═══ PROVIDED DATA

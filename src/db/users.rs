//! User queries
//!
//! Lookups used by the auth flows. Username matching is exact and
//! case-sensitive; the forgot/reset flows accept either username or email.

use anyhow::Result;
use chrono::Utc;

use super::{Database, User};

/// Fields persisted for a new account
pub struct NewUser {
    pub username: String,
    pub password_hash: String,
    pub email: String,
    pub phone_number: String,
    pub name: String,
}

impl Database {
    /// Exact-match lookup by username
    pub async fn find_user_by_username(&self, username: &str) -> Result<Option<User>> {
        let user = sqlx::query_as::<_, User>(
            r#"
            SELECT
                id, username, password_hash, email, phone_number, name,
                profile_photo_url, google_id, created_at, last_login_at
            FROM users
            WHERE username = $1
            "#,
        )
        .bind(username)
        .fetch_optional(self.pool())
        .await?;

        Ok(user)
    }

    /// Lookup by username OR email, used by the password-reset flows
    pub async fn find_user_by_username_or_email(
        &self,
        username_or_email: &str,
    ) -> Result<Option<User>> {
        let user = sqlx::query_as::<_, User>(
            r#"
            SELECT
                id, username, password_hash, email, phone_number, name,
                profile_photo_url, google_id, created_at, last_login_at
            FROM users
            WHERE username = $1 OR email = $1
            "#,
        )
        .bind(username_or_email)
        .fetch_optional(self.pool())
        .await?;

        Ok(user)
    }

    pub async fn username_exists(&self, username: &str) -> Result<bool> {
        let (exists,): (bool,) =
            sqlx::query_as("SELECT EXISTS (SELECT 1 FROM users WHERE username = $1)")
                .bind(username)
                .fetch_one(self.pool())
                .await?;

        Ok(exists)
    }

    pub async fn email_exists(&self, email: &str) -> Result<bool> {
        let (exists,): (bool,) =
            sqlx::query_as("SELECT EXISTS (SELECT 1 FROM users WHERE email = $1)")
                .bind(email)
                .fetch_one(self.pool())
                .await?;

        Ok(exists)
    }

    pub async fn insert_user(&self, user: &NewUser) -> Result<i32> {
        let (id,): (i32,) = sqlx::query_as(
            r#"
            INSERT INTO users (username, password_hash, email, phone_number, name, created_at)
            VALUES ($1, $2, $3, $4, $5, NOW())
            RETURNING id
            "#,
        )
        .bind(&user.username)
        .bind(&user.password_hash)
        .bind(&user.email)
        .bind(&user.phone_number)
        .bind(&user.name)
        .fetch_one(self.pool())
        .await?;

        Ok(id)
    }

    /// Stamp the last successful login
    pub async fn touch_last_login(&self, user_id: i32) -> Result<()> {
        sqlx::query("UPDATE users SET last_login_at = $1 WHERE id = $2")
            .bind(Utc::now())
            .bind(user_id)
            .execute(self.pool())
            .await?;

        Ok(())
    }

    /// Overwrite the stored password hash (password reset)
    pub async fn update_password_hash(&self, user_id: i32, password_hash: &str) -> Result<()> {
        sqlx::query("UPDATE users SET password_hash = $1 WHERE id = $2")
            .bind(password_hash)
            .bind(user_id)
            .execute(self.pool())
            .await?;

        Ok(())
    }
}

══════

Write the listing out again, word for word, in its entirety.

(RESULT BELOW)
filename src/db/users.rs
//! User queries
//!
//! Lookups used by the auth flows. Username matching is exact and
//! case-sensitive; the forgot/reset flows accept either username or email.

use anyhow::Result;
use chrono::Utc;

use super::{Database, User};

/// Fields persisted for a new account
pub struct NewUser {
    pub username: String,
    pub password_hash: String,
    pub email: String,
    pub phone_number: String,
    pub name: String,
}

impl Database {
    /// Exact-match lookup by username
    pub async fn find_user_by_username(&self, username: &str) -> Result<Option<User>> {
        let user = sqlx::query_as::<_, User>(
            r#"
            SELECT
                id, username, password_hash, email, phone_number, name,
                profile_photo_url, google_id, created_at, last_login_at
            FROM users
            WHERE username = $1
            "#,
        )
        .bind(username)
        .fetch_optional(self.pool())
        .await?;

        Ok(user)
    }

    /// Lookup by username OR email, used by the password-reset flows
    pub async fn find_user_by_username_or_email(
        &self,
        username_or_email: &str,
    ) -> Result<Option<User>> {
        let user = sqlx::query_as::<_, User>(
            r#"
            SELECT
                id, username, password_hash, email, phone_number, name,
                profile_photo_url, google_id, created_at, last_login_at
            FROM users
            WHERE username = $1 OR email = $1
            "#,
        )
        .bind(username_or_email)
        .fetch_optional(self.pool())
        .await?;

        Ok(user)
    }

    pub async fn username_exists(&self, username: &str) -> Result<bool> {
        let (exists,): (bool,) =
            sqlx::query_as("SELECT EXISTS (SELECT 1 FROM users WHERE username = $1)")
                .bind(username)
                .fetch_one(self.pool())
                .await?;

        Ok(exists)
    }

    pub async fn email_exists(&self, email: &str) -> Result<bool> {
        let (exists,): (bool,) =
            sqlx::query_as("SELECT EXISTS (SELECT 1 FROM users WHERE email = $1)")
                .bind(email)
                .fetch_one(self.pool())
                .await?;

        Ok(exists)
    }

    pub async fn insert_user(&self, user: &NewUser) -> Result<i32> {
        let (id,): (i32,) = sqlx::query_as(
            r#"
            INSERT INTO users (username, password_hash, email, phone_number, name, created_at)
            VALUES ($1, $2, $3, $4, $5, NOW())
            RETURNING id
            "#,
        )
        .bind(&user.username)
        .bind(&user.password_hash)
        .bind(&user.email)
        .bind(&user.phone_number)
        .bind(&user.name)
        .fetch_one(self.pool())
        .await?;

        Ok(id)
    }

    /// Stamp the last successful login
    pub async fn touch_last_login(&self, user_id: i32) -> Result<()> {
        sqlx::query("UPDATE users SET last_login_at = $1 WHERE id = $2")
            .bind(Utc::now())
            .bind(user_id)
            .execute(self.pool())
            .await?;

        Ok(())
    }

    /// Overwrite the stored password hash (password reset)
    pub async fn update_password_hash(&self, user_id: i32, password_hash: &str) -> Result<()> {
        sqlx::query("UPDATE users SET password_hash = $1 WHERE id = $2")
            .bind(password_hash)
            .bind(user_id)
            .execute(self.pool())
            .await?;

        Ok(())
    }
}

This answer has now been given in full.